(Saved data entries)
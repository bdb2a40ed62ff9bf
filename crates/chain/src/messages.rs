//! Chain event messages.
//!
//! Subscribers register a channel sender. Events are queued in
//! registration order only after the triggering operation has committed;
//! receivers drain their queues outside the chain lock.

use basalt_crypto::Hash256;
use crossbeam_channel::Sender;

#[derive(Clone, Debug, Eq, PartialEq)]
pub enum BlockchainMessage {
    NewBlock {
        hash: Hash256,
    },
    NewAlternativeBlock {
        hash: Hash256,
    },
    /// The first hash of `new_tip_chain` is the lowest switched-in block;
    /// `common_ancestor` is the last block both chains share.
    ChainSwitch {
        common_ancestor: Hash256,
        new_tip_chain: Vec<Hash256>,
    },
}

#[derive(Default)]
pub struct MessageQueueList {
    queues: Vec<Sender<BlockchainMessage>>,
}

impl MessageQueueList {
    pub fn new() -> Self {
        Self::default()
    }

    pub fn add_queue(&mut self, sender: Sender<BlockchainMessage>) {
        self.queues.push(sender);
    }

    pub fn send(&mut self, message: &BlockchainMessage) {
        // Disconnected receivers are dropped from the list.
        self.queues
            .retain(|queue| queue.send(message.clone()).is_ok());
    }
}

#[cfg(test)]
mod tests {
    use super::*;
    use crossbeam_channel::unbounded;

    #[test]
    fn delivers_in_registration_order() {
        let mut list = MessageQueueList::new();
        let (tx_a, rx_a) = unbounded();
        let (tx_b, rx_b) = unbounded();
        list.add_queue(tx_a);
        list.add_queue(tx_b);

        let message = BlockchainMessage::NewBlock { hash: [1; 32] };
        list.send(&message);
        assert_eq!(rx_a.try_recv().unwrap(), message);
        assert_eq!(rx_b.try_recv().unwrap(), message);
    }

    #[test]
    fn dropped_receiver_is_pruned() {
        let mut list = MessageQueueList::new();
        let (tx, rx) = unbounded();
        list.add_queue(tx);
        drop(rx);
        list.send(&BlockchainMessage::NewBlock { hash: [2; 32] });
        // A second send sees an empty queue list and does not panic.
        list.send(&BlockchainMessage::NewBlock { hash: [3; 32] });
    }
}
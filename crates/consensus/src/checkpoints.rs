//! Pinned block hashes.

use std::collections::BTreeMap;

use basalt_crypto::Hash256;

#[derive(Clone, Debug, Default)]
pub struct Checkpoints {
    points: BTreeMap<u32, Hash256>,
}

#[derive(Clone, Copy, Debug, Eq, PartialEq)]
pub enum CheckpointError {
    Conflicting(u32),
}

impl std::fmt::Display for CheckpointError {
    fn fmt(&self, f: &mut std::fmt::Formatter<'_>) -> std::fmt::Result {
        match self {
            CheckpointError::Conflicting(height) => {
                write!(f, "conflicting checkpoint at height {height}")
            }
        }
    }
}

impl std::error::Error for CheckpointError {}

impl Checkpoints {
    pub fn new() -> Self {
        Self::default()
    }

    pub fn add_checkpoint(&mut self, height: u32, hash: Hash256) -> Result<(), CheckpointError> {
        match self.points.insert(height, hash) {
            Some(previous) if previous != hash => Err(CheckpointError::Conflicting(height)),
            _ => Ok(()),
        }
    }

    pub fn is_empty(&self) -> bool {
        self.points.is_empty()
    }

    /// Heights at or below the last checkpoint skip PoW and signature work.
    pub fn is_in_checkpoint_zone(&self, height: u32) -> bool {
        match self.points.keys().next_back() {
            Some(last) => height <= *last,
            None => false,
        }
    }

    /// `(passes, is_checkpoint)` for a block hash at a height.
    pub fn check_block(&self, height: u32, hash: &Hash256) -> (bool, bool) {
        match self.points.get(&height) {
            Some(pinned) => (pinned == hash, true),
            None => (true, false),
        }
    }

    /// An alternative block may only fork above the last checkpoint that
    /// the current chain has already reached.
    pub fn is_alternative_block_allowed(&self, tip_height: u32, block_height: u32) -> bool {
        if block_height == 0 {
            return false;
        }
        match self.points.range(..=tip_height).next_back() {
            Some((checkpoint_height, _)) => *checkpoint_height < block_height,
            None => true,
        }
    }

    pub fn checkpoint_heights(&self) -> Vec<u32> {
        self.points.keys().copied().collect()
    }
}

==

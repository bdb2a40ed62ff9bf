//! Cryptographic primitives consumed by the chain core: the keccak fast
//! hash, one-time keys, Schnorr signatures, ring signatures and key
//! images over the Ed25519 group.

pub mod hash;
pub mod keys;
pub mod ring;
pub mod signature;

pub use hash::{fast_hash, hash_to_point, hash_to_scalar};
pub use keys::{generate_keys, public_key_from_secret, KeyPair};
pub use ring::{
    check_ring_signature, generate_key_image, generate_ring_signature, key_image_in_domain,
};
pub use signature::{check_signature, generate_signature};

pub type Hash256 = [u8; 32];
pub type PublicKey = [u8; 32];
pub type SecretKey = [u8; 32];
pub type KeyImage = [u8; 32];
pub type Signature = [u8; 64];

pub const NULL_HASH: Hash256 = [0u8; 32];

Your instructions: Scan the records above for the word "Result". Show each line in which it appears.

The completed task:
    fn fmt(&self, f: &mut std::fmt::Formatter<'_>) -> std::fmt::Result {
    pub fn add_checkpoint(&mut self, height: u32, hash: Hash256) -> Result<(), CheckpointError> {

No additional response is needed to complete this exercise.